The Gordon Moore's law is not dead; yet. Actual transistor count

The Gordon Moore’s law vs actual transistor count
Found on twitter video: x.com

Because since there is not a central control, evolution at the moment is more physically unstoppable natural behavior rather than a human-controlled evolution. Of course, there is this tech limitation. But progress driven by evolution at the moment looks unstoppable.

For the game industry market: The presumption that the 2020 GA102 3080Ti will be around 40.000 million transistors, tot. And we need to learn and migrate to the job system to take advantage of the upcoming 128 upscaling core count…

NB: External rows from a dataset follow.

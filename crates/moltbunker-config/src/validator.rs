//! Configuration validation.

use url::Url;

use crate::error::ConfigError;
use crate::schema::ClientConfig;

/// Validation result.
#[derive(Debug, Default)]
pub struct ValidationResult {
    pub errors: Vec<ValidationError>,
    pub warnings: Vec<ValidationWarning>,
}

impl ValidationResult {
    pub fn is_valid(&self) -> bool {
        self.errors.is_empty()
    }

    pub fn add_error(&mut self, error: ValidationError) {
        self.errors.push(error);
    }

    pub fn add_warning(&mut self, warning: ValidationWarning) {
        self.warnings.push(warning);
    }

    /// Convert the first error into a [`ConfigError`].
    pub fn into_result(self) -> Result<Vec<ValidationWarning>, ConfigError> {
        match self.errors.into_iter().next() {
            Some(err) => Err(ConfigError::InvalidValue {
                field: err.path,
                message: err.message,
            }),
            None => Ok(self.warnings),
        }
    }
}

/// A validation error.
#[derive(Debug)]
pub struct ValidationError {
    pub path: String,
    pub message: String,
}

impl ValidationError {
    pub fn new(path: impl Into<String>, message: impl Into<String>) -> Self {
        Self {
            path: path.into(),
            message: message.into(),
        }
    }
}

/// A validation warning.
#[derive(Debug)]
pub struct ValidationWarning {
    pub path: String,
    pub message: String,
}

impl ValidationWarning {
    pub fn new(path: impl Into<String>, message: impl Into<String>) -> Self {
        Self {
            path: path.into(),
            message: message.into(),
        }
    }
}

/// Configuration validator.
pub struct ConfigValidator;

impl ConfigValidator {
    /// Validate the configuration.
    pub fn validate(config: &ClientConfig) -> ValidationResult {
        let mut result = ValidationResult::default();

        Self::validate_api(config, &mut result);
        Self::validate_auth(config, &mut result);
        Self::validate_events(config, &mut result);
        Self::validate_exec(config, &mut result);

        result
    }

    fn validate_api(config: &ClientConfig, result: &mut ValidationResult) {
        match Url::parse(config.api.base_url()) {
            Ok(url) if matches!(url.scheme(), "http" | "https") => {
                if url.scheme() == "http" {
                    result.add_warning(ValidationWarning::new(
                        "api.base_url",
                        "plain http; WebSocket traffic will be unencrypted",
                    ));
                }
            }
            Ok(url) => result.add_error(ValidationError::new(
                "api.base_url",
                format!("scheme must be http or https, got {}", url.scheme()),
            )),
            Err(e) => result.add_error(ValidationError::new(
                "api.base_url",
                format!("invalid URL: {}", e),
            )),
        }
    }

    fn validate_auth(config: &ClientConfig, result: &mut ValidationResult) {
        if !config.auth.has_credentials() {
            result.add_warning(ValidationWarning::new(
                "auth",
                "no api_key or private_key configured",
            ));
        }
        if config.auth.api_key.is_some() && config.auth.private_key.is_some() {
            result.add_warning(ValidationWarning::new(
                "auth",
                "both api_key and private_key set; api_key takes precedence",
            ));
        }
    }

    fn validate_events(config: &ClientConfig, result: &mut ValidationResult) {
        let events = &config.events;

        Self::validate_path("events.path", &events.path, result);

        if events.initial_backoff_ms == 0 {
            result.add_error(ValidationError::new(
                "events.initial_backoff_ms",
                "initial backoff must be greater than 0",
            ));
        }
        if events.initial_backoff_ms > events.max_backoff_ms {
            result.add_error(ValidationError::new(
                "events.max_backoff_ms",
                "max backoff must be >= initial_backoff_ms",
            ));
        }
        if events.ping_interval_secs == 0 {
            result.add_error(ValidationError::new(
                "events.ping_interval_secs",
                "ping interval must be greater than 0",
            ));
        }
    }

    fn validate_exec(config: &ClientConfig, result: &mut ValidationResult) {
        let exec = &config.exec;

        Self::validate_path("exec.path", &exec.path, result);

        if exec.cols == 0 || exec.rows == 0 {
            result.add_error(ValidationError::new(
                "exec",
                "cols and rows must be greater than 0",
            ));
        }
        if exec.ping_interval_secs == 0 {
            result.add_error(ValidationError::new(
                "exec.ping_interval_secs",
                "ping interval must be greater than 0",
            ));
        }
        if exec.challenge_timeout_secs == 0 {
            result.add_error(ValidationError::new(
                "exec.challenge_timeout_secs",
                "challenge timeout must be greater than 0",
            ));
        }
    }

    fn validate_path(field: &str, path: &str, result: &mut ValidationResult) {
        if !path.starts_with('/') {
            result.add_error(ValidationError::new(field, "path must start with '/'"));
        }
    }
}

I suspect that even if scaling is basically dead at what would be called 2-3 nm, there’s still significant optimization options left;
a) architectural (cpu vs gpu type of thing)
b) factory optimization ($ per die mm2 could go down significantly; imagine a 20x bigger chip running much dedicated silicon for random tasks that’s unpowered a lot of the time)
c) paradigm shift to something other than roughly 2D silicon chips

God forbid software people would improve their tools to write efficient code as well. Code bloats as much as hardware allows it to, so if hardware would be stagnant there would be more value in optimizing software (as hardware won’t make optimization ‘useless’ by brute forcing your shit program).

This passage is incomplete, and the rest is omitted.